Time to let people choose to die if they develop dementia

Opinion Piece by Dinny Laurence

The Minister for Health is required to review the operation and effectiveness of the Voluntary Assisted Dying Act and prepare a report based on the Review as soon as practicable after 1st July 2023. This is a crucial opportunity for the community to be heard on how this landmark reform can be improved.

It is likely that the review will be independent, and include consideration of how well the law is operating in practice. It is likely to exclude policy issues or amendments to the act that would better achieve its original aims.

The equivalent section in the Victorian VAD legislation requires a review only of the “operation” of the act — not “operation and effectiveness” as in WA. It is impossible to review the effectiveness of the law without reviewing the terms of the act under which it operates. And those terms should be reviewed, as in some important respects the drafters of our act were too timid, and ignored calls for more courageous reform.

Although the Victorian Voluntary Assisted Dying Act 2017 provided the foundation for VAD legislation in WA, the WA act improved on the Victorian legislation in a number of significant respects. There has been a further evolution in the laws subsequently passed in the other Australian States. This is not a slippery slope: it is parliamentary democracy. It is not based on fear and misleading information, but on evidence-based practice and experience in other jurisdictions worldwide that have assisted dying legislation in place.

Dinny Laurence is a former Dying With Dignity WA campaign manager for Voluntary Assisted Dying. Credit: Supplied

It is also common sense. For example, since VAD has now been legalised in all Australian States, the 12-month residency requirement becomes obsolete. There are also changes in the legislation of other States that improve the process and do not diminish the safeguards. Since there is no reason for the review to be arbitrarily limited, all proposed amendments should be considered by Parliament.

The following are just three of the many issues that warrant consideration in the review: the prescribed timeline until death (prognosis); dementia; and the ability to request VAD in an advance health directive. The Joint Select Committee on end of life choices explored these, as did the ministerial expert panel on voluntary assisted dying.

The committee report states that prognosis is uncertain in many severely disabling progressive neuro‐degenerative terminal conditions. These conditions can cause prolonged severe and progressive suffering for years prior to eventual death. A time‐based prognosis may not allow the option of an expedited death to those who need it most. It goes on to make the finding that a criterion of advanced and progressive terminal or chronic or neuro-degenerative illness causing grievous and irremediable suffering for the person, would be sufficient without a prescribed timeline until death.

The report recommends that “death be reasonably foreseeable as a consequence of the condition.”

The American model for VAD law requires a prognosis of six months in all cases, being the qualifying life-expectancy for hospice residency. There is no prognosis criterion in any European jurisdiction, the substantive requirement being that the person must be experiencing unbearable and irremediable suffering.
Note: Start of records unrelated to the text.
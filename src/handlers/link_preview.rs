use axum::extract::rejection::QueryRejection;
use axum::extract::{Query, State};
use axum::Json;
use serde::Deserialize;

use crate::error::{AppError, AppResult};
use crate::extract::extract;
use crate::models::PreviewResult;
use crate::state::AppState;

// ── Query params ───────────────────────────────────────────────────────────

#[derive(Debug, Deserialize)]
pub struct PreviewQuery {
    pub url: Option<String>,
}

// ── Handlers ───────────────────────────────────────────────────────────────

/// GET /preview?url=<encoded-url>
///
/// Fetches the page once and returns its preview card. Missing fields fall
/// back to configured defaults; only fetch problems produce an error body.
pub async fn get_preview(
    State(state): State<AppState>,
    query: Result<Query<PreviewQuery>, QueryRejection>,
) -> AppResult<Json<PreviewResult>> {
    let Query(params) = query.map_err(|e| AppError::InvalidUrl(e.body_text()))?;

    // `source_url` echoes the parameter exactly as sent; only the fetch
    // sees the trimmed form.
    let source_url = params
        .url
        .filter(|s| !s.trim().is_empty())
        .ok_or_else(|| AppError::InvalidUrl("URL parameter is required".into()))?;

    let page = state.fetcher.fetch(source_url.trim()).await?;

    // Parsing is CPU-bound; keep it off the async workers. A panic in the
    // parser surfaces as a JoinError instead of taking the request down.
    let config = state.extract.clone();
    let result = tokio::task::spawn_blocking(move || {
        extract(&page.body, &page.final_url, &source_url, &config)
    })
    .await
    .map_err(|e| {
        tracing::error!(error = ?e, "Preview extraction task failed");
        AppError::Internal("Failed to parse upstream page".into())
    })?;

    Ok(Json(result))
}

/// Any method other than GET/HEAD on `/preview`.
pub async fn method_not_allowed() -> AppError {
    AppError::MethodNotAllowed
}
There was no policy or reasoning behind Victoria’s adoption of the American model, or for WA’s doing the same but with an extension to 12 months for neurodegenerative conditions. These timeframes are arbitrary — they have nothing to do with treatment options or giving the person time to reflect on their decision; nothing to do with suffering. For a person with motor neurone disease or Parkinson’s and a prognosis of five years to live, there is no reason consistent with common sense or compassion that condemns that person to indescribable suffering for four of those years before being eligible for an assisted death.

In 2020, dementia was the second leading cause of death in Australia after coronary heart disease, and was the leading cause of death for women. It is more prevalent in old age.
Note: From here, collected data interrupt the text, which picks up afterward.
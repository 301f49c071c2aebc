//! End-to-end tests of the command line contract: exit codes and messages
//!
//! Every run gets an isolated XDG config home so a developer's global config
//! cannot leak in. Build-tool behaviour is simulated with small shell scripts
//! passed through `REPORT_HARNESS_CARGO`.

use std::fs;
use std::path::{Path, PathBuf};
use std::process::{Command, Output};

use rstest::rstest;
use tempfile::TempDir;

fn harness(dir: &Path, args: &[&str], cargo: Option<&Path>) -> Output {
    let config_home = TempDir::new().unwrap();
    let mut cmd = Command::new(env!("CARGO_BIN_EXE_report-harness"));
    cmd.args(args)
        .current_dir(dir)
        .env("XDG_CONFIG_HOME", config_home.path())
        .env("NO_COLOR", "1")
        .env_remove("REPORT_HARNESS_CARGO");
    if let Some(cargo) = cargo {
        cmd.env("REPORT_HARNESS_CARGO", cargo);
    }
    cmd.output().expect("run report-harness")
}

fn stdout(out: &Output) -> String {
    String::from_utf8_lossy(&out.stdout).to_string()
}

fn stderr(out: &Output) -> String {
    String::from_utf8_lossy(&out.stderr).to_string()
}

fn project() -> TempDir {
    let temp = TempDir::new().unwrap();
    fs::write(
        temp.path().join("Cargo.toml"),
        "[package]\nname = \"deliverables\"\n",
    )
    .unwrap();
    temp
}

/// Cargo that must never be reached.
fn unreachable_cargo(dir: &Path) -> PathBuf {
    dir.join("no-such-cargo-binary")
}

// ============================================================
// help / unknown command
// ============================================================

#[rstest]
#[case::no_args(&[])]
#[case::help(&["help"])]
#[case::long_flag(&["--help"])]
#[case::short_flag(&["-h"])]
fn given_help_request_when_run_then_exit_zero_without_manifest(#[case] args: &[&str]) {
    let temp = TempDir::new().unwrap();

    let out = harness(temp.path(), args, Some(&unreachable_cargo(temp.path())));

    assert_eq!(out.status.code(), Some(0), "stderr: {}", stderr(&out));
    let text = stdout(&out);
    for command in ["check", "unit", "integration", "validate", "quick"] {
        assert!(text.contains(command), "usage should list {command}");
    }
}

#[rstest]
#[case("deploy")]
#[case("test")]
#[case("validatee")]
fn given_unknown_command_when_run_then_exit_one(#[case] command: &str) {
    let temp = project();

    let out = harness(temp.path(), &[command], None);

    assert_eq!(out.status.code(), Some(1));
    assert!(
        stderr(&out).contains(&format!("unknown command: {command}")),
        "stderr: {}",
        stderr(&out)
    );
}

#[test]
fn given_extra_argument_when_check_then_usage_error_exit_one() {
    let temp = project();

    let out = harness(temp.path(), &["check", "extra"], None);

    assert_eq!(out.status.code(), Some(1));
}

#[test]
fn given_completions_flag_when_run_then_prints_script() {
    let temp = TempDir::new().unwrap();

    let out = harness(temp.path(), &["--completions", "bash"], None);

    assert_eq!(out.status.code(), Some(0));
    assert!(stdout(&out).contains("report-harness"));
}

// ============================================================
// preconditions
// ============================================================

#[rstest]
#[case(&["check"])]
#[case(&["unit"])]
#[case(&["integration"])]
#[case(&["validate", "https://drive.google.com/drive/folders/abc"])]
#[case(&["quick"])]
fn given_no_manifest_when_run_then_exit_one_before_dispatch(#[case] args: &[&str]) {
    let temp = TempDir::new().unwrap();

    let out = harness(temp.path(), args, Some(&unreachable_cargo(temp.path())));

    assert_eq!(out.status.code(), Some(1));
    let err = stderr(&out);
    assert!(err.contains("Cargo.toml not found"), "stderr: {err}");
    assert!(!err.contains("build tool failed to start"));
    assert!(!temp.path().join("tests").exists());
}

#[rstest]
#[case(&["validate"])]
#[case(&["validate", ""])]
#[case(&["validate", "  "])]
fn given_no_url_when_validate_then_exit_one_without_invocation(#[case] args: &[&str]) {
    let temp = project();

    let out = harness(temp.path(), args, Some(&unreachable_cargo(temp.path())));

    assert_eq!(out.status.code(), Some(1));
    let err = stderr(&out);
    assert!(err.contains("missing url"), "stderr: {err}");
    assert!(!err.contains("build tool failed to start"));
    assert!(!temp.path().join("tests").exists());
}

#[test]
fn given_project_dir_flag_when_run_elsewhere_then_uses_that_project() {
    let project = project();
    let elsewhere = TempDir::new().unwrap();
    let dir = project.path().to_string_lossy().to_string();

    let out = harness(
        elsewhere.path(),
        &["-C", &dir, "validate"],
        Some(&unreachable_cargo(elsewhere.path())),
    );

    assert!(stderr(&out).contains("missing url"), "manifest should be found");
}

#[test]
fn given_missing_build_tool_when_check_then_exit_one() {
    let temp = project();

    let out = harness(temp.path(), &["check"], Some(&unreachable_cargo(temp.path())));

    assert_eq!(out.status.code(), Some(1));
    assert!(stderr(&out).contains("build tool failed to start"));
}

// ============================================================
// build-tool driven commands (simulated cargo)
// ============================================================

#[cfg(unix)]
mod simulated {
    use super::*;
    use std::os::unix::fs::PermissionsExt;

    /// Write an executable fake cargo whose body decides the exit status from "$*".
    fn fake_cargo(dir: &Path, body: &str) -> PathBuf {
        let path = dir.join("fake-cargo");
        fs::write(&path, format!("#!/bin/sh\n{body}\n")).unwrap();
        let mut perms = fs::metadata(&path).unwrap().permissions();
        perms.set_mode(0o755);
        fs::set_permissions(&path, perms).unwrap();
        path
    }

    #[test]
    fn given_compiling_project_when_check_then_exit_zero() {
        let temp = project();
        let tools = TempDir::new().unwrap();
        let cargo = fake_cargo(tools.path(), "[ \"$1\" = check ] || exit 3\nexit 0");

        let out = harness(temp.path(), &["check"], Some(&cargo));

        assert_eq!(out.status.code(), Some(0), "stderr: {}", stderr(&out));
        assert!(stdout(&out).contains("Compilation succeeded"));
    }

    #[test]
    fn given_compile_error_when_check_then_exit_one_with_diagnostics() {
        let temp = project();
        let tools = TempDir::new().unwrap();
        let cargo = fake_cargo(
            tools.path(),
            "echo 'error[E0425]: cannot find value `x`' >&2\nexit 101",
        );

        let out = harness(temp.path(), &["check"], Some(&cargo));

        assert_eq!(out.status.code(), Some(1));
        let err = stderr(&out);
        assert!(err.contains("E0425"), "diagnostics forwarded: {err}");
        assert!(err.contains("compilation failed"));
    }

    #[test]
    fn given_failing_tests_when_unit_then_exit_one() {
        let temp = project();
        let tools = TempDir::new().unwrap();
        let cargo = fake_cargo(tools.path(), "echo 'test result: FAILED'\nexit 101");

        let out = harness(temp.path(), &["unit"], Some(&cargo));

        assert_eq!(out.status.code(), Some(1));
        assert!(stdout(&out).contains("test result: FAILED"));
    }

    #[test]
    fn given_integration_compiles_when_integration_then_exit_zero() {
        let temp = project();
        let tools = TempDir::new().unwrap();
        let cargo = fake_cargo(
            tools.path(),
            "case \"$*\" in *--no-run*) exit 0;; esac\nexit 9",
        );

        let out = harness(temp.path(), &["integration"], Some(&cargo));

        assert_eq!(out.status.code(), Some(0), "stderr: {}", stderr(&out));
    }

    #[test]
    fn given_only_unit_tests_fail_when_quick_then_exit_zero_with_warning() {
        let temp = project();
        let tools = TempDir::new().unwrap();
        let cargo = fake_cargo(
            tools.path(),
            "case \"$*\" in *--lib*) exit 101;; esac\nexit 0",
        );

        let out = harness(temp.path(), &["quick"], Some(&cargo));

        assert_eq!(out.status.code(), Some(0), "stderr: {}", stderr(&out));
        assert!(stderr(&out).contains("Warning"));
        assert!(stdout(&out).contains("Smoke sequence passed"));
        assert!(stdout(&out).contains("drive.google.com"));
    }

    #[rstest]
    #[case::unit_tests_pass("exit 0")]
    #[case::unit_tests_fail("exit 101")]
    fn given_integration_compile_fails_when_quick_then_exit_one(#[case] lib_exit: &str) {
        let temp = project();
        let tools = TempDir::new().unwrap();
        let cargo = fake_cargo(
            tools.path(),
            &format!("case \"$*\" in *--no-run*) exit 101;; *--lib*) {lib_exit};; esac\nexit 0"),
        );

        let out = harness(temp.path(), &["quick"], Some(&cargo));

        assert_eq!(out.status.code(), Some(1));
        assert!(stderr(&out).contains("integration test compile failed"));
    }

    #[test]
    fn given_url_when_validate_then_prints_probe_output_and_removes_probe() {
        let temp = project();
        let tools = TempDir::new().unwrap();
        let cargo = fake_cargo(
            tools.path(),
            "echo 'folder id: 1AbC'\necho 'files to download: 0'\nexit 0",
        );

        let out = harness(
            temp.path(),
            &["validate", "https://drive.google.com/drive/folders/1AbC"],
            Some(&cargo),
        );

        assert_eq!(out.status.code(), Some(0), "stderr: {}", stderr(&out));
        let text = stdout(&out);
        assert!(text.contains("folder id (from url): 1AbC"));
        assert!(text.contains("files to download: 0"));
        assert!(!temp.path().join("tests").exists());
    }

    #[test]
    fn given_generated_test_fails_to_compile_when_validate_then_exit_one_and_diagnostics_shown() {
        let temp = project();
        fs::create_dir_all(temp.path().join("tests")).unwrap();
        let tools = TempDir::new().unwrap();
        let cargo = fake_cargo(
            tools.path(),
            "echo 'error[E0433]: failed to resolve' >&2\nexit 101",
        );

        let out = harness(temp.path(), &["validate", "https://x"], Some(&cargo));

        assert_eq!(out.status.code(), Some(1));
        assert!(stderr(&out).contains("validation probe failed"));
        assert!(
            stderr(&out).contains("error[E0433]: failed to resolve"),
            "compiler diagnostics reach stderr: {}",
            stderr(&out)
        );
        let leftovers = fs::read_dir(temp.path().join("tests")).unwrap().count();
        assert_eq!(leftovers, 0);
    }
}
In its submission to the joint select committee, Alzheimer’s WA stated that it was important that “people with dementia have access to end of life planning and advance care directives as part of their future planning options”, and that equal access to lawful options should occur for all people in all aspects of society.

The ministerial expert panel found there were two main themes to emerge during the consultation: the community expectation of being able to access voluntary assisted dying when dementia is present; and the expressed wish for being able to add voluntary assisted dying to an advance health directive in the event that the person might develop dementia (or in the early stages of having dementia before decision-making capacity is lost).

None of these findings found their way into the draft legislation for debate.

The principle of patient autonomy — that competent patients are free to make their own medical treatment decisions — is now an accepted feature of modern medical ethics. An advance health directive directs your health professionals as to the treatment options you want or do not want in certain circumstances. In your directive you may choose not to receive treatments such as CPR, antibiotics or blood transfusions that may well keep you alive, and you may validly direct that you be given neither food nor water, in order to bring about your premature death.

But you may not choose assisted dying, despite its now being a lawful option in WA. It is not surprising that the WA community continues to ask, “Why not?”

Dinny Laurence is a former Dying With Dignity WA campaign manager for Voluntary Assisted Dying.